Fundraising Efforts and Strategic Moves the Company has Made in the Last Year and a Half
4. In September 2022, the Company raised approximately USD 20 million on the stock exchange. In April 2023, the Company raised an additional amount of USD 21 million on the stock exchange. During 2023, in an ATM offering (raising of capital via a share pool of that allows the Company’s banker to issue shares subject to certain conditions in exchange for investors’ demand to invest in the Company at current market price) it raised an additional amount of USD 45 million, and another of approximately USD 3 million was raised during the first quarter of 2024. At the same time as it raised capital on the stock exchange, the Company undertook to find a strategic partner through an investment bank, and despite the Company’s low price as of the past few years, it failed to obtain purchase offers, and no takeover attempt was made towards it as a target company.

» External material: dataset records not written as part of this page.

// Copyright (c) Facebook, Inc. and its affiliates.
//
// This source code is licensed under the MIT license found in the
// LICENSE file in the root directory of this source tree.

use std::error::Error;
use std::fs::File;
use std::path::Path;

use log_derive::logfn_inputs;
use serde::Serialize;

use crate::expected_events::EventCensus;

/// Summary of one conformance pass over a fixture, persisted for consumers
/// (typically a CI job) that want more than the process exit status.
#[derive(Debug, Serialize)]
pub struct ConformanceReport {
    /// Base name of the fixture the pass ran against.
    pub fixture: String,
    /// Line numbers of the allocation call sites found in the fixture source.
    pub allocation_sites: Vec<usize>,
    /// Line numbers of the release call sites found in the fixture source.
    pub release_sites: Vec<usize>,
    /// The number of times the fixture process was executed.
    pub executions: u64,
    /// True if every source-level and process-level check passed.
    pub conforming: bool,
}

impl ConformanceReport {
    pub fn new(
        fixture: &str,
        census: &EventCensus,
        executions: u64,
        conforming: bool,
    ) -> ConformanceReport {
        ConformanceReport {
            fixture: fixture.to_string(),
            allocation_sites: census.allocation_sites.clone(),
            release_sites: census.release_sites.clone(),
            executions,
            conforming,
        }
    }

    /// Writes the report as pretty-printed JSON to the given path.
    #[logfn_inputs(TRACE)]
    pub fn save(&self, path: &Path) -> Result<(), Box<dyn Error>> {
        let file = File::create(path)?;
        serde_json::to_writer_pretty(file, self)?;
        Ok(())
    }
}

I shall precede what shall be detailed in relation to the opinion of the Court’s expert, who explained why the possibility of raising capital from new investors in the market is very limited (Section 95 of the opinion). Similarly, the expert mentioned, regarding the possibility of enlisting a strategic partner, that the Company negotiated with the Moelis investment bank, and in Sections 96-110, he detailed the many efforts that were made in this regard and concluded that the probability of finding a deal in the short time frame in which the Company can still be kept as a going concern is not high.
The Debt Arrangement
5. Therefore, and to solve the predicament the Company found itself, and after lengthy efforts to locate an investor or strategic partner or any other source of funding, the Company entered with Highbridge into a support agreement and a memorandum of understanding which are attached to the Debt Arrangement whose certification is requested (hereinafter, respectively: the “Memorandum of Understanding,” the “Support Agreement,” documents which were translated into Hebrew and were attached as per the Company’s counsel’s notification to the file on 05/01/24). In principle, the Debt Arrangement includes an undertaking according to which Highbridge shall convert the majority of its creditor rights, USD 75 million out of the USD 80 million, into 100% of the company’s shares, shall provide new financing in the total amount of approximately USD 50 million in the following tranches: USD 30 million by way of a senior secured loan. An additional amount of up to USD 15 million as a senior secured debt at later dates which shall be agreed upon. Waiver of the remainder of the balance of the debt according to the deed from 2022, which stood at the time of signing the Support Agreement at approximately USD 5 million. Additional principles of the Debt Arrangement include the determination that the existing stock capital shall be voided, and Highbridge shall be issued new shares so that 100% of the issued share capital of the Company be held by Highbridge, and the Company shall cease to be a public company and be fully owned by Highbridge. A fundamental principle of the Support Agreement and the Debt Arrangement is that all of the debts to all of the creditors except Highbridge (who, as above, has creditor rights in the amount of USD 80 million) shall continue to be repaid as usual without affecting the rights of the creditors and employees, while establishing contingent value rights for the Shareholders subject to the Company’s revenue targets in the coming years. The agreement with Highbridge was conditioned, among others, on the Court’s certification of the Debt Arrangement, as well as it being certified in foreign proceedings in the State of Delaware, USA, by 05/15/24.
Page 3 of 17
[Emblem:] Israel
The Be’er Sheva District Court
Insolvency Proceeding 63461-03-24 Gamida Cell Ltd. v. The Commissioner of Insolvency et al.
The Parties
6. The application was submitted by the Company. A material party is Highbridge, and in light of its agreements with the Company, it is on the same front as the Company. Regarding creditors and Shareholders, shortly after submitting the application, a notification mechanism was established to notify of the application to all of the material parties, including the Shareholders and creditors. In relation to the creditors, no objection was filed by them, and creditor consents were filed (the position of Lonza, which is owed approximately two million Euros payable by 09/30/24 was filed). Regarding the Shareholders, a significant group of about 20% of the Shareholders was formed, represented by the Gissin & Co. Law Firm. Unrepresented Shareholders attended too, such as Mr. Shay Bleiberg, the owner of one third of a percentage of the shares. Shareholders also filed debt claims for damages incurred as Shareholders. An additional significant and material party is the Commissioner of Insolvency (hereinafter: the “Commissioner”).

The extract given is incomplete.